It was a metaphor. the jewel wasn't a physical jewel. Crystals have regular connections between its atoms, an underlying pattern. They have multiple facets, or faces, and often slight "imperfections" or "inclusions" that can color them, or cause them to have fault lines, or interesting imperfections, or patterns. sometimes this is actually a desired thing. the sentient jewel is a reference to how all living things are connected to each other, even if they don't seem possible at the time.

that plastic bag you throw in the garbage? it doesn't vanish in the aether. maybe it gets taken to china, the wind dislodges it along the way, a sea turtle mistakes it for a jellyfish, eats it, dies, things eat the dead sea turtle, and now there's microplastics in all sorts of sea critters, some of which people are probably going to eat in the future, and who knows how that will influence their bodies, for good or ill, and how that will alter their histories, also for good or ill?

and that's just from one tiny action of yours. granted, human beings tend to have unusually potent influence on the planet, but still, the butterfly effect is real for everything.

but back the the jewel metaphor. it means that in the end, we are all connected. you, me, fluffy, that fungus gnat you just killed, the fungus gnat that just respawned 2 seconds later because you know it's the same damn fungus gnat you just killed 2 seconds ago and not a new one, that creepy person you ring up at the checkup counter you just KNOW is some druggie nutcase (who, if you got to know them, is likely none of these things and probably one of the coolest people ever), that hot person you keep wanting to ask out on a date (who probably is the actual druggie and/or nutcase and needs help)... we're all connected. it's like we're all facets of that jewel, each of us shining our own colored light, our own personality. likewise, each of us is like a jewel, each of us maybe a dominant "color" or personality, but we have multiple facets or colors as well. maybe someone is predominantly cheerful or serious, or devil-may-care, but they still may show anger sometimes, or sadness.

What does this mean for our lives? it means that, for one thing, we need to live our lives as ourselves.
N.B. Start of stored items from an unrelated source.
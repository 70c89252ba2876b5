//! In-memory transport backed by a scripted host.
//!
//! Useful for tests and for embedding without a real engine. Every
//! `connect` starts a fresh host with empty state, the same as a restarted
//! engine process.

mod host;
mod lang;

use std::io;
use std::sync::atomic::{AtomicBool, AtomicU64, AtomicUsize, Ordering};
use std::sync::{Arc, Mutex};
use std::time::Duration;

use async_trait::async_trait;
use langhost_core::{Channel, Endpoint, HostRequest, Transport, TransportError};
use tokio::sync::mpsc;
use tokio_util::sync::CancellationToken;

use host::FakeHost;

const DEFAULT_VERSION: &str = "fake-host/1.0";

/// Shared switches and counters for the in-memory host.
#[derive(Debug, Default)]
pub(crate) struct HostControl {
    connections: AtomicUsize,
    refuse: AtomicBool,
    ignore_cancel: AtomicBool,
    ignore_shutdown: AtomicBool,
    connect_delay_ms: AtomicU64,
    blob_writes: AtomicUsize,
    version: Mutex<Option<String>>,
    requests: Mutex<Vec<String>>,
    foreground: Mutex<Vec<String>>,
    crash: Mutex<CancellationToken>,
}

impl HostControl {
    fn record(&self, name: &str) {
        if let Ok(mut requests) = self.requests.lock() {
            requests.push(name.to_string());
        }
    }

    fn record_foreground(&self, request: &HostRequest) {
        let text = match request {
            HostRequest::Execute { code } => code.clone(),
            HostRequest::Evaluate { expr, .. } | HostRequest::Plot { expr, .. } => expr.clone(),
            HostRequest::Invoke { function, .. } => function.clone(),
            other => other.name().to_string(),
        };
        if let Ok(mut foreground) = self.foreground.lock() {
            foreground.push(text);
        }
    }

    fn record_blob_write(&self) {
        self.blob_writes.fetch_add(1, Ordering::SeqCst);
    }

    fn ignores_cancel(&self) -> bool {
        self.ignore_cancel.load(Ordering::SeqCst)
    }

    fn ignores_shutdown(&self) -> bool {
        self.ignore_shutdown.load(Ordering::SeqCst)
    }

    fn version(&self) -> String {
        self.version
            .lock()
            .ok()
            .and_then(|v| v.clone())
            .unwrap_or_else(|| DEFAULT_VERSION.to_string())
    }

    fn crash_token(&self) -> CancellationToken {
        self.crash
            .lock()
            .map(|token| token.clone())
            .unwrap_or_default()
    }
}

/// Transport connecting to an in-process scripted host.
#[derive(Debug, Clone, Default)]
pub struct MemoryTransport {
    control: Arc<HostControl>,
}

impl MemoryTransport {
    /// Create a new in-memory transport.
    #[must_use]
    pub fn new() -> Self {
        Self::default()
    }

    /// Handle for steering and observing the host.
    #[must_use]
    pub fn controller(&self) -> HostController {
        HostController {
            control: Arc::clone(&self.control),
        }
    }
}

#[async_trait]
impl Transport for MemoryTransport {
    async fn connect(&self, endpoint: &Endpoint) -> Result<Channel, TransportError> {
        if *endpoint != Endpoint::Memory {
            return Err(TransportError::Unsupported(endpoint.to_string()));
        }

        let delay = self.control.connect_delay_ms.load(Ordering::SeqCst);
        if delay > 0 {
            tokio::time::sleep(Duration::from_millis(delay)).await;
        }
        if self.control.refuse.load(Ordering::SeqCst) {
            return Err(TransportError::Connect(io::Error::new(
                io::ErrorKind::ConnectionRefused,
                "in-memory host refused the connection",
            )));
        }

        let (client_tx, client_rx) = mpsc::unbounded_channel();
        let (host_tx, host_rx) = mpsc::unbounded_channel();
        self.control.connections.fetch_add(1, Ordering::SeqCst);

        let host = FakeHost::new(Arc::clone(&self.control), host_tx);
        tokio::spawn(host.run(client_rx, self.control.crash_token()));

        Ok(Channel {
            outbound: client_tx,
            inbound: host_rx,
        })
    }
}

/// Steers the in-memory host from tests.
#[derive(Debug, Clone)]
pub struct HostController {
    control: Arc<HostControl>,
}

impl HostController {
    /// Drop every live connection as if the host process died.
    pub fn crash(&self) {
        if let Ok(mut token) = self.control.crash.lock() {
            token.cancel();
            *token = CancellationToken::new();
        }
    }

    /// Stop confirming cancel and interrupt requests.
    pub fn set_ignore_cancel(&self, ignore: bool) {
        self.control.ignore_cancel.store(ignore, Ordering::SeqCst);
    }

    /// Acknowledge shutdown requests but keep the connection open.
    pub fn set_ignore_shutdown(&self, ignore: bool) {
        self.control.ignore_shutdown.store(ignore, Ordering::SeqCst);
    }

    /// Make subsequent connects fail.
    pub fn set_refuse_connections(&self, refuse: bool) {
        self.control.refuse.store(refuse, Ordering::SeqCst);
    }

    /// Delay subsequent connects.
    pub fn set_connect_delay(&self, delay: Duration) {
        let ms = u64::try_from(delay.as_millis()).unwrap_or(u64::MAX);
        self.control.connect_delay_ms.store(ms, Ordering::SeqCst);
    }

    /// Version string reported in the handshake.
    pub fn set_version(&self, version: impl Into<String>) {
        if let Ok(mut current) = self.control.version.lock() {
            *current = Some(version.into());
        }
    }

    /// Number of connections accepted so far.
    #[must_use]
    pub fn connections(&self) -> usize {
        self.control.connections.load(Ordering::SeqCst)
    }

    /// Number of blob write requests received.
    #[must_use]
    pub fn blob_writes(&self) -> usize {
        self.control.blob_writes.load(Ordering::SeqCst)
    }

    /// Names of all requests received, in arrival order.
    #[must_use]
    pub fn requests(&self) -> Vec<String> {
        self.control
            .requests
            .lock()
            .map(|r| r.clone())
            .unwrap_or_default()
    }

    /// Code of foreground requests in the order the host started them.
    #[must_use]
    pub fn foreground(&self) -> Vec<String> {
        self.control
            .foreground
            .lock()
            .map(|f| f.clone())
            .unwrap_or_default()
    }
}

#[cfg(test)]
mod tests {
    use langhost_core::{ClientFrame, HostFrame, HostReply, ResultKind};
    use serde_json::json;

    use super::*;

    async fn request(channel: &mut Channel, id: u64, request: HostRequest) -> HostReply {
        channel
            .outbound
            .send(ClientFrame::Request { id, request })
            .unwrap();
        loop {
            match channel.inbound.recv().await.unwrap() {
                HostFrame::Reply { id: got, reply } if got == id => return reply,
                _ => {}
            }
        }
    }

    #[tokio::test]
    async fn test_evaluate_and_blob_roundtrip() {
        let transport = MemoryTransport::new();
        let mut channel = transport.connect(&Endpoint::Memory).await.unwrap();

        let reply = request(
            &mut channel,
            1,
            HostRequest::Evaluate {
                expr: "1+1".to_string(),
                kind: ResultKind::Structured,
            },
        )
        .await;
        assert_eq!(reply, HostReply::Value { value: json!(2) });

        let reply = request(&mut channel, 2, HostRequest::BlobCreate { data: None }).await;
        let HostReply::BlobCreated { id } = reply else {
            panic!("Wrong reply: {reply:?}");
        };
        let reply = request(
            &mut channel,
            3,
            HostRequest::BlobWrite {
                id,
                offset: 0,
                data: b"abc".to_vec(),
            },
        )
        .await;
        assert_eq!(reply, HostReply::Ack);
        let reply = request(
            &mut channel,
            4,
            HostRequest::BlobRead {
                id,
                offset: 1,
                length: 10,
            },
        )
        .await;
        assert_eq!(
            reply,
            HostReply::BlobData {
                data: b"bc".to_vec()
            }
        );
        assert_eq!(transport.controller().blob_writes(), 1);
    }

    #[tokio::test]
    async fn test_crash_closes_channel() {
        let transport = MemoryTransport::new();
        let mut channel = transport.connect(&Endpoint::Memory).await.unwrap();
        transport.controller().crash();
        assert!(channel.inbound.recv().await.is_none());

        let mut second = transport.connect(&Endpoint::Memory).await.unwrap();
        let reply = request(&mut second, 1, HostRequest::Handshake).await;
        assert!(matches!(reply, HostReply::Handshake { .. }));
        assert_eq!(transport.controller().connections(), 2);
    }

    #[tokio::test]
    async fn test_rejects_other_endpoints() {
        let transport = MemoryTransport::new();
        let err = transport
            .connect(&Endpoint::Tcp {
                address: "127.0.0.1:1".to_string(),
            })
            .await
            .unwrap_err();
        assert!(matches!(err, TransportError::Unsupported(_)));
    }
}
We need to shine our OWN light, not pretend to be a color we're not, because to do so is akin to placing strain on a crystal, or creating fractures in the pattern. Likewise, treating others without respect, or other living things without respect, does the same - it strains the pattern, fractures the Crystal. Now, it's a tough old bird, and it's a Living Jewel, which means it can repair itself like any living thing and heal over time... but like any living thing, it can die if over-strained. and if it dies... we're all dead, because we are part of that pattern. a major part of it, in fact, and major influencers.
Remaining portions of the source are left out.